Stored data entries
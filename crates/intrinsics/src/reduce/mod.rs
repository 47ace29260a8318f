//! Reduction strategies.
//!
//! Every operation exists once per strategy behind [`Reduction`]. All
//! strategies must agree bit-for-bit on identical input; they differ only in
//! how many elements they consume per step and how they fold the remainder.
//!
//! Contract shared by all strategies:
//! - `minimum`/`maximum` of an empty region return `i32::MAX`/`i32::MIN`
//!   (the fold identities). The session never passes an empty region.
//! - `sum` accumulates in `i64`. With `|x| <= 2^31` no overflow is possible
//!   below `2^32` elements.
//! - `compare` expects equal-length buffers and stops at the first mismatch.

pub mod accelerated;
#[cfg(target_arch = "x86_64")]
pub mod avx2;
#[cfg(target_arch = "x86_64")]
pub mod avx512;
pub mod iterator;
pub mod lanes;
pub mod scalar;

pub use accelerated::Accelerated;
#[cfg(target_arch = "x86_64")]
pub use avx2::Avx2;
#[cfg(target_arch = "x86_64")]
pub use avx512::Avx512;
pub use iterator::IteratorAdaptors;
pub use lanes::Lanes;
pub use scalar::Scalar;

/// One implementation of the five benchmarked operations.
pub trait Reduction {
    /// Short name used in reports and benchmark ids
    fn label(&self) -> &'static str;

    fn minimum(&self, region: &[i32]) -> i32;

    fn maximum(&self, region: &[i32]) -> i32;

    fn sum(&self, region: &[i32]) -> i64;

    /// Number of elements equal to `item`
    fn count(&self, region: &[i32], item: i32) -> usize;

    /// Byte-wise equality of two equal-length buffers
    fn compare(&self, left: &[u8], right: &[u8]) -> bool;
}

/// Every strategy runnable on this machine, scalar first.
pub fn available_strategies() -> Vec<Box<dyn Reduction>> {
    let mut strategies: Vec<Box<dyn Reduction>> = vec![
        Box::new(Scalar),
        Box::new(IteratorAdaptors),
        Box::new(Lanes),
    ];

    #[cfg(target_arch = "x86_64")]
    {
        if let Some(avx2) = Avx2::detect() {
            strategies.push(Box::new(avx2));
        }
        if let Some(avx512) = Avx512::detect() {
            strategies.push(Box::new(avx512));
        }
    }

    strategies.push(Box::new(Accelerated::detect()));
    strategies
}
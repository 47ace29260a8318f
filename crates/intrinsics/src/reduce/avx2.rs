//! AVX2 reductions over `std::arch::x86_64`.
//!
//! Safety
//! - Every `unsafe fn` here is compiled with `#[target_feature(enable = "avx2")]`
//!   and is only reachable through [`Avx2`], which can only be built after
//!   `is_x86_feature_detected!("avx2")` returned true.
//! - All loads are unaligned (`loadu`) and read whole `chunks_exact` windows,
//!   so no load crosses the end of a slice.

use std::arch::x86_64::*;

use super::{scalar, Reduction};

const I32_WIDTH: usize = 8;
const BYTE_WIDTH: usize = 32;
/// Векторов на блок подсчёта: i32-счётчики в лейнах не переполняются.
const COUNT_BLOCK_CHUNKS: usize = 1 << 24;

/// Proof that the running CPU supports AVX2.
#[derive(Debug, Clone, Copy)]
pub struct Avx2 {
    _detected: (),
}

impl Avx2 {
    pub fn detect() -> Option<Self> {
        if is_x86_feature_detected!("avx2") {
            Some(Self { _detected: () })
        } else {
            None
        }
    }
}

impl Reduction for Avx2 {
    fn label(&self) -> &'static str {
        "avx2"
    }

    fn minimum(&self, region: &[i32]) -> i32 {
        // SAFETY: `self` exists only when AVX2 was detected.
        unsafe { minimum_avx2(region) }
    }

    fn maximum(&self, region: &[i32]) -> i32 {
        // SAFETY: see `minimum`.
        unsafe { maximum_avx2(region) }
    }

    fn sum(&self, region: &[i32]) -> i64 {
        // SAFETY: see `minimum`.
        unsafe { sum_avx2(region) }
    }

    fn count(&self, region: &[i32], item: i32) -> usize {
        // SAFETY: see `minimum`.
        unsafe { count_avx2(region, item) }
    }

    fn compare(&self, left: &[u8], right: &[u8]) -> bool {
        debug_assert_eq!(left.len(), right.len());
        // SAFETY: see `minimum`.
        unsafe { compare_avx2(left, right) }
    }
}

#[target_feature(enable = "avx2")]
/// # Safety
/// Требуется AVX2.
unsafe fn minimum_avx2(region: &[i32]) -> i32 {
    let mut chunks = region.chunks_exact(I32_WIDTH);
    let mut acc = _mm256_set1_epi32(i32::MAX);
    for chunk in &mut chunks {
        let v = _mm256_loadu_si256(chunk.as_ptr() as *const __m256i);
        acc = _mm256_min_epi32(acc, v);
    }
    let mut lanes = [0i32; I32_WIDTH];
    _mm256_storeu_si256(lanes.as_mut_ptr() as *mut __m256i, acc);
    lanes
        .iter()
        .chain(chunks.remainder())
        .copied()
        .fold(i32::MAX, i32::min)
}

#[target_feature(enable = "avx2")]
/// # Safety
/// Требуется AVX2.
unsafe fn maximum_avx2(region: &[i32]) -> i32 {
    let mut chunks = region.chunks_exact(I32_WIDTH);
    let mut acc = _mm256_set1_epi32(i32::MIN);
    for chunk in &mut chunks {
        let v = _mm256_loadu_si256(chunk.as_ptr() as *const __m256i);
        acc = _mm256_max_epi32(acc, v);
    }
    let mut lanes = [0i32; I32_WIDTH];
    _mm256_storeu_si256(lanes.as_mut_ptr() as *mut __m256i, acc);
    lanes
        .iter()
        .chain(chunks.remainder())
        .copied()
        .fold(i32::MIN, i32::max)
}

#[target_feature(enable = "avx2")]
/// # Safety
/// Требуется AVX2.
unsafe fn sum_avx2(region: &[i32]) -> i64 {
    let mut chunks = region.chunks_exact(I32_WIDTH);
    // Two i64x4 accumulators: low and high half of each i32x8 load, sign-extended.
    let mut acc_lo = _mm256_setzero_si256();
    let mut acc_hi = _mm256_setzero_si256();
    for chunk in &mut chunks {
        let v = _mm256_loadu_si256(chunk.as_ptr() as *const __m256i);
        let lo = _mm256_cvtepi32_epi64(_mm256_castsi256_si128(v));
        let hi = _mm256_cvtepi32_epi64(_mm256_extracti128_si256::<1>(v));
        acc_lo = _mm256_add_epi64(acc_lo, lo);
        acc_hi = _mm256_add_epi64(acc_hi, hi);
    }
    let mut lanes = [0i64; 4];
    _mm256_storeu_si256(
        lanes.as_mut_ptr() as *mut __m256i,
        _mm256_add_epi64(acc_lo, acc_hi),
    );
    lanes.iter().sum::<i64>() + scalar::sum(chunks.remainder())
}

#[target_feature(enable = "avx2")]
/// # Safety
/// Требуется AVX2.
unsafe fn count_avx2(region: &[i32], item: i32) -> usize {
    let needle = _mm256_set1_epi32(item);
    let body_len = region.len() - region.len() % I32_WIDTH;
    let mut total = 0usize;

    for block in region[..body_len].chunks(COUNT_BLOCK_CHUNKS * I32_WIDTH) {
        let mut acc = _mm256_setzero_si256();
        for chunk in block.chunks_exact(I32_WIDTH) {
            let v = _mm256_loadu_si256(chunk.as_ptr() as *const __m256i);
            // Equal lanes are all ones (-1); subtracting adds one per match.
            acc = _mm256_sub_epi32(acc, _mm256_cmpeq_epi32(v, needle));
        }
        let mut lanes = [0i32; I32_WIDTH];
        _mm256_storeu_si256(lanes.as_mut_ptr() as *mut __m256i, acc);
        total += lanes.iter().map(|&lane| lane as usize).sum::<usize>();
    }

    total + scalar::count(&region[body_len..], item)
}

#[target_feature(enable = "avx2")]
/// # Safety
/// Требуется AVX2. `left` и `right` одной длины.
unsafe fn compare_avx2(left: &[u8], right: &[u8]) -> bool {
    let mut left_chunks = left.chunks_exact(BYTE_WIDTH);
    let mut right_chunks = right.chunks_exact(BYTE_WIDTH);
    for (a, b) in (&mut left_chunks).zip(&mut right_chunks) {
        let va = _mm256_loadu_si256(a.as_ptr() as *const __m256i);
        let vb = _mm256_loadu_si256(b.as_ptr() as *const __m256i);
        let mask = _mm256_movemask_epi8(_mm256_cmpeq_epi8(va, vb));
        if mask != -1 {
            return false;
        }
    }
    scalar::compare(left_chunks.remainder(), right_chunks.remainder())
}

#[cfg(test)]
mod tests {
    use super::*;

    #[test]
    fn test_avx2_matches_scalar_on_negative_sum() {
        let Some(avx2) = Avx2::detect() else {
            return;
        };
        let region: Vec<i32> = (0..67).map(|i| if i % 2 == 0 { i32::MIN } else { -i }).collect();
        assert_eq!(avx2.sum(&region), scalar::sum(&region));
    }

    #[test]
    fn test_avx2_count_all_and_none() {
        let Some(avx2) = Avx2::detect() else {
            return;
        };
        let region = vec![42; I32_WIDTH * 5 + 3];
        assert_eq!(avx2.count(&region, 42), region.len());
        assert_eq!(avx2.count(&region, 41), 0);
    }

    #[test]
    fn test_avx2_compare_last_byte_of_body() {
        let Some(avx2) = Avx2::detect() else {
            return;
        };
        let left = vec![0xAAu8; BYTE_WIDTH * 3 + 5];
        let mut right = left.clone();
        assert!(avx2.compare(&left, &right));
        right[BYTE_WIDTH * 3 - 1] = 0;
        assert!(!avx2.compare(&left, &right));
    }
}
use std::collections::TryReserveError;
use thiserror::Error;

/// @component: {"k":"C","id":"harness_errors","t":"Benchmark harness error types","m":{"cur":100,"tgt":100,"u":"%"}}
/// Error hierarchy for the benchmark harness.
///
/// Only region allocation can fail at runtime. Configuration errors are
/// caught before the first allocation so a session never starts half-built.
#[derive(Error, Debug)]
pub enum HarnessError {
    #[error("Allocation failed: {region} region of {length} elements: {source}")]
    Allocation {
        region: &'static str,
        length: usize,
        #[source]
        source: TryReserveError,
    },

    #[error("Configuration error: {0}")]
    Configuration(String),
}

pub type HarnessResult<T> = Result<T, HarnessError>;

impl HarnessError {
    pub fn allocation(region: &'static str, length: usize, source: TryReserveError) -> Self {
        Self::Allocation {
            region,
            length,
            source,
        }
    }

    /// True for errors that must abort the whole session.
    pub fn is_fatal(&self) -> bool {
        matches!(self, Self::Allocation { .. })
    }
}
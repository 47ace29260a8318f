//! Owned numeric buffers and their generators.
//!
//! A region is populated once and never mutated afterwards. Storage is a
//! boxed slice, so it is released on every exit path, including the error
//! path out of a half-finished session.

use std::ops::Deref;
use std::time::{SystemTime, UNIX_EPOCH};

use common::{HarnessError, HarnessResult};
use rand::{Rng, SeedableRng};
use rand_chacha::ChaCha8Rng;
use tracing::debug;

/// Fixed-length buffer of signed 32-bit integers
#[derive(Debug, Clone, PartialEq, Eq)]
pub struct IntRegion(Box<[i32]>);

/// Fixed-length buffer of bytes
#[derive(Debug, Clone, PartialEq, Eq)]
pub struct ByteRegion(Box<[u8]>);

impl IntRegion {
    pub fn as_slice(&self) -> &[i32] {
        &self.0
    }

    /// Last element, used as the probe value for `count`.
    pub fn last_value(&self) -> Option<i32> {
        self.0.last().copied()
    }
}

impl ByteRegion {
    pub fn as_slice(&self) -> &[u8] {
        &self.0
    }

    /// Independent snapshot of this region.
    pub fn duplicate(&self) -> HarnessResult<ByteRegion> {
        copy_region(&self.0)
    }

    pub fn into_vec(self) -> Vec<u8> {
        self.0.into_vec()
    }
}

impl Deref for IntRegion {
    type Target = [i32];

    fn deref(&self) -> &[i32] {
        &self.0
    }
}

impl Deref for ByteRegion {
    type Target = [u8];

    fn deref(&self) -> &[u8] {
        &self.0
    }
}

impl From<Vec<i32>> for IntRegion {
    fn from(values: Vec<i32>) -> Self {
        Self(values.into_boxed_slice())
    }
}

impl From<Vec<u8>> for ByteRegion {
    fn from(values: Vec<u8>) -> Self {
        Self(values.into_boxed_slice())
    }
}

fn allocate<T>(region: &'static str, length: usize) -> HarnessResult<Vec<T>> {
    let mut buffer = Vec::new();
    buffer
        .try_reserve_exact(length)
        .map_err(|source| HarnessError::allocation(region, length, source))?;
    Ok(buffer)
}

/// Random integers in `[-range, range]`, where `range` is drawn once per call.
pub fn generate_integer_region<R: Rng>(
    rng: &mut R,
    length: usize,
) -> HarnessResult<IntRegion> {
    let range = rng.gen_range(0..=i32::MAX);
    let mut values = allocate::<i32>("integer", length)?;
    values.extend((0..length).map(|_| rng.gen_range(-range..=range)));
    debug!(length, range, "Generated integer region");
    Ok(IntRegion(values.into_boxed_slice()))
}

/// Uniformly random bytes.
pub fn generate_byte_region<R: Rng>(
    rng: &mut R,
    length: usize,
) -> HarnessResult<ByteRegion> {
    let mut bytes = allocate::<u8>("byte", length)?;
    bytes.resize(length, 0);
    rng.fill(&mut bytes[..]);
    debug!(length, "Generated byte region");
    Ok(ByteRegion(bytes.into_boxed_slice()))
}

/// Element-wise copy into a fresh allocation.
pub fn copy_region(source: &[u8]) -> HarnessResult<ByteRegion> {
    let mut bytes = allocate::<u8>("byte copy", source.len())?;
    bytes.extend_from_slice(source);
    Ok(ByteRegion(bytes.into_boxed_slice()))
}

/// Generator for one session, plus the seed it was built from.
///
/// Without an explicit seed the wall clock is read once; the caller should
/// log the returned seed so the run can be replayed.
pub fn session_rng(seed: Option<u64>) -> (ChaCha8Rng, u64) {
    let seed = seed.unwrap_or_else(|| {
        SystemTime::now()
            .duration_since(UNIX_EPOCH)
            .map(|elapsed| elapsed.as_nanos() as u64)
            .unwrap_or_default()
    });
    (ChaCha8Rng::seed_from_u64(seed), seed)
}

#[cfg(test)]
mod tests {
    use super::*;

    #[test]
    fn test_integer_region_within_shared_range() {
        let (mut rng, _) = session_rng(Some(11));
        let region = generate_integer_region(&mut rng, 4_099).unwrap();
        assert_eq!(region.len(), 4_099);

        // All values must fit one symmetric range, so max |x| bounds every element.
        let bound = region.iter().map(|v| v.unsigned_abs()).max().unwrap();
        assert!(region.iter().all(|v| v.unsigned_abs() <= bound));
    }

    #[test]
    fn test_same_seed_same_regions() {
        let (mut a, _) = session_rng(Some(99));
        let (mut b, _) = session_rng(Some(99));
        assert_eq!(
            generate_integer_region(&mut a, 257).unwrap(),
            generate_integer_region(&mut b, 257).unwrap()
        );
        assert_eq!(
            generate_byte_region(&mut a, 257).unwrap(),
            generate_byte_region(&mut b, 257).unwrap()
        );
    }

    #[test]
    fn test_session_rng_reports_seed() {
        let (_, seed) = session_rng(Some(5));
        assert_eq!(seed, 5);
    }

    #[test]
    fn test_byte_region_length() {
        let (mut rng, _) = session_rng(Some(3));
        let region = generate_byte_region(&mut rng, 33).unwrap();
        assert_eq!(region.as_slice().len(), 33);
    }

    #[test]
    fn test_copy_region_is_distinct_allocation() {
        let original = ByteRegion::from(vec![1u8, 2, 3, 4, 5]);
        let copy = original.duplicate().unwrap();
        assert_eq!(original, copy);
        assert_ne!(original.as_ptr(), copy.as_ptr());

        let mut mutated = copy.into_vec();
        mutated[0] = 9;
        assert_eq!(original.as_slice(), &[1, 2, 3, 4, 5]);
    }

    #[test]
    fn test_last_value() {
        let region = IntRegion::from(vec![4, -1, 7]);
        assert_eq!(region.last_value(), Some(7));
    }
}
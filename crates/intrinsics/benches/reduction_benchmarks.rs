//! Criterion comparison of every reduction strategy on session-sized regions.
//!
//! The built-in session measures one call per variant; this bench gives the
//! statistically sound numbers for the same operations.

use criterion::{black_box, criterion_group, criterion_main, BenchmarkId, Criterion, Throughput};
use intrinsics::{
    available_strategies, copy_region, generate_byte_region, generate_integer_region,
    session_rng, REGION_SIZE,
};

const SEED: u64 = 0x1D7_0003;

fn bench_integer_reductions(c: &mut Criterion) {
    let (mut rng, _) = session_rng(Some(SEED));
    let region = generate_integer_region(&mut rng, REGION_SIZE).unwrap();
    let probe = region.last_value().unwrap();
    let strategies = available_strategies();

    let mut group = c.benchmark_group("integer_reductions");
    group.throughput(Throughput::Elements(REGION_SIZE as u64));

    for strategy in &strategies {
        group.bench_with_input(
            BenchmarkId::new("minimum", strategy.label()),
            &region,
            |b, region| b.iter(|| black_box(strategy.minimum(black_box(region)))),
        );
        group.bench_with_input(
            BenchmarkId::new("maximum", strategy.label()),
            &region,
            |b, region| b.iter(|| black_box(strategy.maximum(black_box(region)))),
        );
        group.bench_with_input(
            BenchmarkId::new("sum", strategy.label()),
            &region,
            |b, region| b.iter(|| black_box(strategy.sum(black_box(region)))),
        );
        group.bench_with_input(
            BenchmarkId::new("count", strategy.label()),
            &region,
            |b, region| b.iter(|| black_box(strategy.count(black_box(region), probe))),
        );
    }

    group.finish();
}

fn bench_byte_compare(c: &mut Criterion) {
    let (mut rng, _) = session_rng(Some(SEED));
    let original = generate_byte_region(&mut rng, REGION_SIZE).unwrap();
    let copy = copy_region(&original).unwrap();
    let strategies = available_strategies();

    let mut group = c.benchmark_group("byte_compare");
    group.throughput(Throughput::Bytes(REGION_SIZE as u64));

    for strategy in &strategies {
        group.bench_function(BenchmarkId::new("compare", strategy.label()), |b| {
            b.iter(|| black_box(strategy.compare(black_box(&original), black_box(&copy))))
        });
    }

    group.finish();
}

criterion_group!(benches, bench_integer_reductions, bench_byte_compare);
criterion_main!(benches);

__THE PROBLEM__. Could you transcribe the entries above word for word, from the line with "the first mismatch." down to the line with "let mut strategies: Vec<Box<dyn", keeping both?

__WRITTEN ANSWER__.
//! - `compare` expects equal-length buffers and stops at the first mismatch.

pub mod accelerated;
#[cfg(target_arch = "x86_64")]
pub mod avx2;
#[cfg(target_arch = "x86_64")]
pub mod avx512;
pub mod iterator;
pub mod lanes;
pub mod scalar;

pub use accelerated::Accelerated;
#[cfg(target_arch = "x86_64")]
pub use avx2::Avx2;
#[cfg(target_arch = "x86_64")]
pub use avx512::Avx512;
pub use iterator::IteratorAdaptors;
pub use lanes::Lanes;
pub use scalar::Scalar;

/// One implementation of the five benchmarked operations.
pub trait Reduction {
    /// Short name used in reports and benchmark ids
    fn label(&self) -> &'static str;

    fn minimum(&self, region: &[i32]) -> i32;

    fn maximum(&self, region: &[i32]) -> i32;

    fn sum(&self, region: &[i32]) -> i64;

    /// Number of elements equal to `item`
    fn count(&self, region: &[i32], item: i32) -> usize;

    /// Byte-wise equality of two equal-length buffers
    fn compare(&self, left: &[u8], right: &[u8]) -> bool;
}

/// Every strategy runnable on this machine, scalar first.
pub fn available_strategies() -> Vec<Box<dyn Reduction>> {
    let mut strategies: Vec<Box<dyn Reduction>> = vec![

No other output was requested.